━━━ DATA PROVIDED ━━━
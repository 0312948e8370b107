//! Typed interfaces of the contracts the library talks to. Calls are
//! encoded with [`SolCall::abi_encode`](alloy_sol_types::SolCall) and
//! results decoded with `abi_decode_returns`.
use alloy_primitives::{B256, U256};
use alloy_sol_types::sol;

use crate::error::{Error, Result};

sol! {
    /// DSToken: DAI, MKR, PETH and the ERC-20 face of WETH.
    interface ERC20 {
        function totalSupply() external view returns (uint256 supply);
        function balanceOf(address owner) external view returns (uint256 balance);
        function allowance(address owner, address spender) external view returns (uint256 remaining);
        function approve(address spender, uint256 amount) external returns (bool ok);
        function transfer(address to, uint256 amount) external returns (bool ok);
        function transferFrom(address from, address to, uint256 amount) external returns (bool ok);
    }

    interface WETH9 {
        function deposit() external payable;
        function withdraw(uint256 amount) external;
    }

    /// The Sai tub: CDP records, collateral pool and risk parameters.
    interface SaiTub {
        event LogNewCup(address indexed lad, bytes32 cup);

        function open() external returns (bytes32 cup);
        function cups(bytes32 cup) external view returns (address lad, uint256 ink, uint256 art, uint256 ire);
        function lock(bytes32 cup, uint256 wad) external;
        function free(bytes32 cup, uint256 wad) external;
        function draw(bytes32 cup, uint256 wad) external;
        function wipe(bytes32 cup, uint256 wad) external;
        function shut(bytes32 cup) external;
        function give(bytes32 cup, address guy) external;
        function join(uint256 wad) external;
        function exit(uint256 wad) external;
        function ask(uint256 wad) external view returns (uint256 weth);
        function tab(bytes32 cup) external returns (uint256 debt);
        function safe(bytes32 cup) external returns (bool ok);
        function per() external view returns (uint256 ray);
        function tag() external view returns (uint256 ray);
        function mat() external view returns (uint256 ray);
        function axe() external view returns (uint256 ray);
        function fee() external view returns (uint256 ray);
    }

    /// Price feeds (pip for ETH, pep for MKR).
    interface DSValue {
        function read() external view returns (bytes32 value);
        function poke(bytes32 value) external;
    }

    interface SaiVox {
        function par() external returns (uint256 ray);
    }

    interface ProxyRegistry {
        function proxies(address owner) external view returns (address proxy);
        function build() external returns (address proxy);
    }

    interface DSProxy {
        function owner() external view returns (address owner);
        function execute(address target, bytes calldata data) external payable returns (bytes memory response);
    }

    /// Library executed by a DSProxy against the tub.
    interface SaiProxy {
        function open(address tub) external returns (bytes32 cup);
        function lock(address tub, bytes32 cup) external payable;
        function free(address tub, bytes32 cup, uint256 wad) external;
        function draw(address tub, bytes32 cup, uint256 wad) external;
        function wipe(address tub, bytes32 cup, uint256 wad) external;
        function shut(address tub, bytes32 cup) external;
        function give(address tub, bytes32 cup, address lad) external;
    }

    /// The OTC order book.
    interface MatchingMarket {
        function getBuyAmount(address buy_gem, address pay_gem, uint256 pay_amt) external view returns (uint256 fill_amt);
        function getPayAmount(address pay_gem, address buy_gem, uint256 buy_amt) external view returns (uint256 fill_amt);
    }

    /// Trade entry points executed by a DSProxy.
    interface OasisDirectProxy {
        function sellAllAmount(address otc, address pay_token, uint256 pay_amt, address buy_token, uint256 min_buy_amt) external returns (uint256 buy_amt);
        function sellAllAmountPayEth(address otc, address weth_token, address buy_token, uint256 min_buy_amt) external payable returns (uint256 buy_amt);
        function sellAllAmountBuyEth(address otc, address pay_token, uint256 pay_amt, address weth_token, uint256 min_buy_amt) external returns (uint256 weth_amt);
        function buyAllAmount(address otc, address buy_token, uint256 buy_amt, address pay_token, uint256 max_pay_amt) external returns (uint256 pay_amt);
        function buyAllAmountPayEth(address otc, address buy_token, uint256 buy_amt, address weth_token) external payable returns (uint256 weth_amt);
        function buyAllAmountBuyEth(address otc, address weth_token, uint256 weth_amt, address pay_token, uint256 max_pay_amt) external returns (uint256 pay_amt);
    }

    /// Builds a DSProxy and trades through it in one transaction.
    interface ProxyCreationAndExecute {
        function createAndSellAllAmountPayEth(address factory, address otc, address buy_token, uint256 min_buy_amt) external payable returns (address proxy, uint256 buy_amt);
        function createAndBuyAllAmountPayEth(address factory, address otc, address buy_token, uint256 buy_amt) external payable returns (address proxy, uint256 weth_amt);
    }
}

/// A CDP id as the tub expects it: the number as a big-endian bytes32.
pub fn cup_id(id: u64) -> B256 {
    B256::from(U256::from(id).to_be_bytes::<32>())
}

pub fn cup_to_id(cup: B256) -> Result<u64> {
    u64::try_from(U256::from_be_bytes(cup.0))
        .map_err(|_| Error::abi(format!("cup {} does not fit u64", cup)))
}

#[cfg(test)]
mod tests {
    use super::*;
    use alloy_primitives::Address;
    use alloy_sol_types::{SolCall, SolEvent};

    #[test]
    fn test_known_selectors() {
        assert_eq!(hex::encode(ERC20::balanceOfCall::SELECTOR), "70a08231");
        assert_eq!(hex::encode(ERC20::transferCall::SELECTOR), "a9059cbb");
        assert_eq!(hex::encode(ERC20::approveCall::SELECTOR), "095ea7b3");
        assert_eq!(DSProxy::executeCall::SIGNATURE, "execute(address,bytes)");
        assert_eq!(SaiTub::LogNewCup::SIGNATURE, "LogNewCup(address,bytes32)");
    }

    #[test]
    fn test_proxy_execute_layout() {
        let target = Address::repeat_byte(0x01);
        let payload = vec![0xde, 0xad, 0xbe, 0xef];
        let encoded = DSProxy::executeCall {
            target,
            data: payload.clone().into(),
        }
        .abi_encode();

        // head: address, offset(64); tail: length, padded payload
        assert_eq!(encoded.len(), 4 + 4 * 32);
        let args = &encoded[4..];
        assert_eq!(args[63], 64);
        assert_eq!(args[95], 4);
        assert_eq!(&args[96..100], payload.as_slice());
        assert!(args[100..].iter().all(|b| *b == 0));

        let decoded = DSProxy::executeCall::abi_decode(&encoded, true).unwrap();
        assert_eq!(decoded.target, target);
        assert_eq!(decoded.data.to_vec(), payload);
    }

    #[test]
    fn test_short_return_data_is_an_error() {
        let data = [0u8; 64];
        assert!(SaiTub::cupsCall::abi_decode_returns(&data, false).is_err());
        assert!(SaiTub::perCall::abi_decode_returns(&data, false).is_ok());
    }

    #[test]
    fn test_cup_ids() {
        let cup = cup_id(42);
        assert_eq!(cup[31], 42);
        assert_eq!(cup_to_id(cup).unwrap(), 42);
        assert!(cup_to_id(B256::repeat_byte(0xff)).is_err());
    }
}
━━━
TASK TO CARRY OUT: Which of the lines above hold the string "SolCall"? Copy each one.

RESPONSE BELOW:
//! encoded with [`SolCall::abi_encode`](alloy_sol_types::SolCall) and
    use alloy_sol_types::{SolCall, SolEvent};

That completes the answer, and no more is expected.